Modelling neurofibromatosis type 1 tibial dysplasia and its treatment with lovastatin
1 Max Planck Institute for Molecular Genetics, FG Development & Disease, Berlin, Germany
2 Institute for Medical Genetics, Charité, Universitätsmedizin Berlin, Berlin, Germany
3 In Silico Miners, ul. Chopina 13/10, 81-782 Sopot, Poland
4 Berlin-Brandenburg Center for Regenerative Therapies (BCRT), Berlin, Germany
BMC Medicine 2008, 6:21 doi:10.1186/1741-7015-6-21Published: 31 July 2008
Bowing and/or pseudarthrosis of the tibia is a known severe complication of neurofibromatosis type 1 (NF1). Mice with conditionally inactivated neurofibromin (Nf1) in the developing limbs and cranium (Nf1Prx1) show bowing of the tibia caused by decreased bone mineralisation and increased bone vascularisation. However, in contrast to NF1 patients, spontaneous fractures do not occur in Nf1Prx1 mice probably due to the relatively low mechanical load. We studied bone healing in a cortical bone injury model in Nf1Prx1 mice as a model for NF1-associated bone disease. Taking advantage of this experimental model we explore effects of systemically applied lovastatin, a cholesterol-lowering drug, on the Nf1 deficient bone repair.
Cortical injury was induced bilaterally in the tuberositas tibiae in Nf1Prx1 mutant mice and littermate controls according to a method described previously. Paraffin as well as methacrylate sections were analysed from each animal. We divided 24 sex-matched mutant mice into a lovastatin-treated and an untreated group. The lovastatin-treated mice received 0.15 mg activated lovastatin by daily gavage. The bone repair process was analysed at three consecutive time points post injury, using histological methods, micro computed tomography measurements and in situ hybridisation. At each experimental time point, three lovastatin-treated mutant mice, three untreated mutant mice and three untreated control mice were analysed. The animal group humanely killed on day 14 post injury was expanded to six treated and six untreated mutant mice as well as six control mice.

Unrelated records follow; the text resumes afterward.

use std::cell::RefCell;

use leptos::prelude::*;
use sehha_shared::classify::marker_style;
use sehha_shared::selection::{Camera, InteractionMode, MapEvent, SelectionChange};
use sehha_shared::{CameraSink, ColorMode, Dataset, InteractionController, ProvinceId};
use wasm_bindgen::JsCast;
use wasm_bindgen::closure::Closure;

use crate::app::{ConfigState, MapConfigSignal, SelectedProvince};
use crate::mapbox::{self, MapboxCamera, MapboxMap, MapboxMarker, MapboxPopup};
use crate::markers::{dot_css, halo_css, halo_diameter_px, popup_html};

struct MarkerBinding {
    id: ProvinceId,
    _marker: MapboxMarker,
    dot: web_sys::HtmlElement,
    halo: web_sys::HtmlElement,
    _listeners: Vec<Closure<dyn Fn(web_sys::MouseEvent)>>,
}

struct PopupBinding {
    id: ProvinceId,
    popup: MapboxPopup,
    on_close: Closure<dyn Fn()>,
}

impl PopupBinding {
    /// Detach our close listener first so a programmatic removal is not read as a user close.
    fn dismiss(self) {
        self.popup
            .off("close", self.on_close.as_ref().unchecked_ref());
        self.popup.remove();
    }
}

struct MapBinding {
    map: MapboxMap,
    markers: Vec<MarkerBinding>,
    popup: Option<PopupBinding>,
    _map_listeners: Vec<Closure<dyn Fn(wasm_bindgen::JsValue)>>,
}

thread_local! {
    static MAP_BINDING: RefCell<Option<MapBinding>> = const { RefCell::new(None) };
}

fn teardown_map() {
    let binding = MAP_BINDING.with(|slot| slot.borrow_mut().take());
    if let Some(mut binding) = binding {
        if let Some(popup) = binding.popup.take() {
            popup.dismiss();
        }
        binding.map.remove();
    }
}

/// Event that brings the controller in line with a selection made elsewhere.
/// Held back until the widget exists so the camera actually flies to it.
fn external_selection_event(
    map_ready: bool,
    wanted: Option<ProvinceId>,
    current: Option<ProvinceId>,
) -> Option<MapEvent> {
    if !map_ready || wanted == current {
        return None;
    }
    Some(match wanted {
        Some(id) => MapEvent::MarkerClicked(id),
        None => MapEvent::BackgroundClicked,
    })
}

fn create_div(document: &web_sys::Document) -> Option<web_sys::HtmlElement> {
    document
        .create_element("div")
        .ok()
        .and_then(|el| el.dyn_into::<web_sys::HtmlElement>().ok())
}

/// Map of province markers. Selection changes are reported through `on_select`.
#[component]
pub fn ProvinceMap(
    dataset: Dataset,
    #[prop(into)] color_mode: Signal<ColorMode>,
    #[prop(optional)] on_select: Option<Callback<Option<ProvinceId>>>,
) -> impl IntoView {
    let MapConfigSignal(map_config) = expect_context();
    let SelectedProvince(selected_province) = expect_context();
    let controller = RwSignal::new(InteractionController::new(dataset));
    let container_ref = NodeRef::<leptos::html::Div>::new();
    let map_error: RwSignal<Option<String>> = RwSignal::new(None);
    let map_ready = RwSignal::new(false);

    let dispatch = move |event: MapEvent| {
        let Some(outcome) = controller.try_update(|ctl| ctl.handle(event)) else {
            return;
        };
        if let Some(command) = outcome.camera {
            MAP_BINDING.with(|slot| {
                if let Some(binding) = slot.borrow().as_ref() {
                    MapboxCamera::new(&binding.map).fly_to(&command);
                }
            });
        }
        if let SelectionChange::Changed(id) = outcome.selection {
            selected_province.set(id);
            if let Some(callback) = on_select {
                callback.run(id);
            }
        }
    };

    // Create the widget once the container exists and the config has arrived.
    Effect::new(move || {
        let Some(container) = container_ref.get() else {
            return;
        };
        let config = match map_config.get() {
            ConfigState::Loading => return,
            ConfigState::Unavailable(reason) => {
                map_error.set(Some(format!("Map unavailable: {reason}")));
                return;
            }
            ConfigState::Ready(config) => config,
        };
        if MAP_BINDING.with(|slot| slot.borrow().is_some()) {
            return;
        }
        if !config.is_usable() {
            map_error.set(Some(
                "Map unavailable: the server has no MAPBOX_ACCESS_TOKEN configured.".to_string(),
            ));
            return;
        }
        if !mapbox::is_available() {
            web_sys::console::warn_1(&"mapboxgl global missing; map view disabled".into());
            map_error.set(Some("Map unavailable: the map library failed to load.".to_string()));
            return;
        }
        let Some(document) = web_sys::window().and_then(|w| w.document()) else {
            return;
        };

        let element: &web_sys::HtmlElement = &container;
        let map = match mapbox::create_map(element, &config, Camera::OVERVIEW) {
            Ok(map) => map,
            Err(e) => {
                web_sys::console::warn_1(&format!("map init failed: {e:?}").into());
                map_error.set(Some("Map unavailable: the map widget failed to start.".to_string()));
                return;
            }
        };

        let on_background = Closure::<dyn Fn(wasm_bindgen::JsValue)>::new(move |_| {
            dispatch(MapEvent::BackgroundClicked);
        });
        map.on("click", on_background.as_ref().unchecked_ref());
        let map_for_move = map.clone();
        let on_move = Closure::<dyn Fn(wasm_bindgen::JsValue)>::new(move |_| {
            dispatch(MapEvent::ViewportMoved(mapbox::current_camera(&map_for_move)));
        });
        map.on("move", on_move.as_ref().unchecked_ref());

        let mut markers = Vec::with_capacity(dataset.provinces().len());
        for province in dataset.provinces() {
            let id = province.id;
            let (Some(root), Some(halo), Some(dot)) = (
                create_div(&document),
                create_div(&document),
                create_div(&document),
            ) else {
                continue;
            };
            root.set_attribute("data-province", id.as_str()).ok();
            root.style().set_property("width", "0").ok();
            root.style().set_property("height", "0").ok();
            root.append_child(&halo).ok();
            root.append_child(&dot).ok();

            let on_click = Closure::<dyn Fn(web_sys::MouseEvent)>::new(move |e: web_sys::MouseEvent| {
                e.stop_propagation();
                dispatch(MapEvent::MarkerClicked(id));
            });
            let on_enter = Closure::<dyn Fn(web_sys::MouseEvent)>::new(move |_| {
                dispatch(MapEvent::HoverEntered(id));
            });
            let on_leave = Closure::<dyn Fn(web_sys::MouseEvent)>::new(move |_| {
                dispatch(MapEvent::HoverLeft(id));
            });
            dot.add_event_listener_with_callback("click", on_click.as_ref().unchecked_ref())
                .ok();
            dot.add_event_listener_with_callback("mouseenter", on_enter.as_ref().unchecked_ref())
                .ok();
            dot.add_event_listener_with_callback("mouseleave", on_leave.as_ref().unchecked_ref())
                .ok();

            match mapbox::add_marker(&map, &root, province.center) {
                Ok(marker) => markers.push(MarkerBinding {
                    id,
                    _marker: marker,
                    dot,
                    halo,
                    _listeners: vec![on_click, on_enter, on_leave],
                }),
                Err(e) => {
                    web_sys::console::warn_1(&format!("marker for {id} failed: {e:?}").into());
                }
            }
        }

        MAP_BINDING.with(|slot| {
            *slot.borrow_mut() = Some(MapBinding {
                map,
                markers,
                popup: None,
                _map_listeners: vec![on_background, on_move],
            });
        });
        map_ready.set(true);
    });

    // Marker dots follow color mode, hover and selection.
    let emphasis = Memo::new(move |_| {
        controller.with(|ctl| {
            dataset
                .provinces()
                .iter()
                .map(|p| p.id)
                .filter(|id| ctl.is_hovered(*id) || ctl.is_selected(*id))
                .collect::<Vec<_>>()
        })
    });
    let zoom = Memo::new(move |_| controller.with(|ctl| ctl.state().viewport.zoom));
    Effect::new(move || {
        if !map_ready.get() {
            return;
        }
        let mode = color_mode.get();
        emphasis.track();
        let zoom = zoom.get();
        MAP_BINDING.with(|slot| {
            let slot = slot.borrow();
            let Some(binding) = slot.as_ref() else {
                return;
            };
            for marker in &binding.markers {
                let Some(province) = dataset.province(marker.id) else {
                    continue;
                };
                let style = controller.with_untracked(|ctl| {
                    marker_style(
                        province,
                        mode,
                        dataset.tiers(),
                        ctl.is_hovered(marker.id),
                        ctl.is_selected(marker.id),
                    )
                });
                marker.dot.set_attribute("style", &dot_css(&style)).ok();
                marker
                    .halo
                    .set_attribute(
                        "style",
                        &halo_css(style.color.css(), halo_diameter_px(province, zoom)),
                    )
                    .ok();
            }
        });
    });

    // Popup follows the controller's popup payload.
    let popup_province = Memo::new(move |_| controller.with(|ctl| ctl.popup_province()));
    Effect::new(move || {
        if !map_ready.get() {
            return;
        }
        let province = popup_province.get();
        let wanted = province.map(|p| p.id);
        MAP_BINDING.with(|slot| {
            let mut slot = slot.borrow_mut();
            let Some(binding) = slot.as_mut() else {
                return;
            };
            if binding.popup.as_ref().map(|p| p.id) == wanted {
                return;
            }
            if let Some(old) = binding.popup.take() {
                old.dismiss();
            }
            let Some(province) = province else {
                return;
            };
            let html = popup_html(province, dataset.tiers());
            match mapbox::open_popup(&binding.map, province.center, &html) {
                Ok(popup) => {
                    let on_close = Closure::<dyn Fn()>::new(move || {
                        dispatch(MapEvent::PopupClosed);
                    });
                    popup.on("close", on_close.as_ref().unchecked_ref());
                    binding.popup = Some(PopupBinding {
                        id: province.id,
                        popup,
                        on_close,
                    });
                }
                Err(e) => {
                    web_sys::console::warn_1(&format!("popup failed: {e:?}").into());
                }
            }
        });
    });

    // Selection made outside the map, e.g. the province list.
    Effect::new(move || {
        let ready = map_ready.get();
        let wanted = selected_province.get();
        let current = controller.with_untracked(|ctl| match ctl.mode() {
            InteractionMode::ProvinceSelected(id) => Some(id),
            InteractionMode::Idle => None,
        });
        if let Some(event) = external_selection_event(ready, wanted, current) {
            dispatch(event);
        }
    });

    on_cleanup(teardown_map);

    view! {
        <div style="position: relative; width: 100%; height: 100%; min-height: 420px; border-radius: 8px; overflow: hidden; background: #e2e8f0;">
            <div node_ref=container_ref style="position: absolute; inset: 0;" />
            {move || map_error.get().map(|message| view! {
                <div style="position: absolute; inset: 0; display: flex; align-items: center; justify-content: center; padding: 24px; text-align: center; font-family: 'Inter', system-ui, sans-serif; font-size: 0.85rem; color: #475569;">
                    {message}
                </div>
            })}
            {move || matches!(map_config.get(), ConfigState::Loading).then(|| view! {
                <div style="position: absolute; top: 10px; left: 10px; font-family: 'JetBrains Mono', monospace; font-size: 0.7rem; color: #64748b;">
                    "Loading map settings..."
                </div>
            })}
        </div>
    }
}

#[cfg(test)]
mod tests {
    use super::*;

    const RIYADH: ProvinceId = ProvinceId::new("riyadh");
    const ASIR: ProvinceId = ProvinceId::new("asir");

    #[test]
    fn list_selection_waits_for_the_widget() {
        assert_eq!(external_selection_event(false, Some(RIYADH), None), None);
        assert_eq!(
            external_selection_event(true, Some(RIYADH), None),
            Some(MapEvent::MarkerClicked(RIYADH))
        );
    }

    #[test]
    fn matching_selection_needs_no_event() {
        assert_eq!(external_selection_event(true, Some(ASIR), Some(ASIR)), None);
        assert_eq!(external_selection_event(true, None, None), None);
    }

    #[test]
    fn cleared_selection_returns_to_overview() {
        assert_eq!(
            external_selection_event(true, None, Some(ASIR)),
            Some(MapEvent::BackgroundClicked)
        );
    }
}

Bone injury repair is a complex process, which requires the concerted effort of numerous cell types. It is initiated by an inflammatory response, which stimulates fibroblasts from the surrounding connective tissue to proliferate and fill in the injury site with a provisional extracellular matrix. In parallel, mesenchymal progenitor cells from the periost are recruited into the injury site to become osteoblasts. In Nf1Prx1 mice bone repair is delayed and characterised by the excessive formation and the persistence of fibro-cartilaginous tissue and impaired extracellular matrix mineralisation. Correspondingly, expression of Runx2 is downregulated. High-dose systemic lovastatin treatment restores Runx2 expression and accelerates new bone formation, thus improving cortical bone repair in Nf1Prx1 tibia. The bone anabolic effects correlate with a reduction of the mitogen activated protein kinase pathway hyper-activation in Nf1-deficient cells.
Our data suggest the potential usefulness of lovastatin, a drug approved by the US Food and Drug Administration in 1987 for the treatment of hypercholesteraemia, in the treatment of Nf1-related fracture healing abnormalities. The experimental model presented here constitutes a valuable tool for the pre-clinical stage testing of candidate drugs, targeting Nf1-associated bone dysplasia.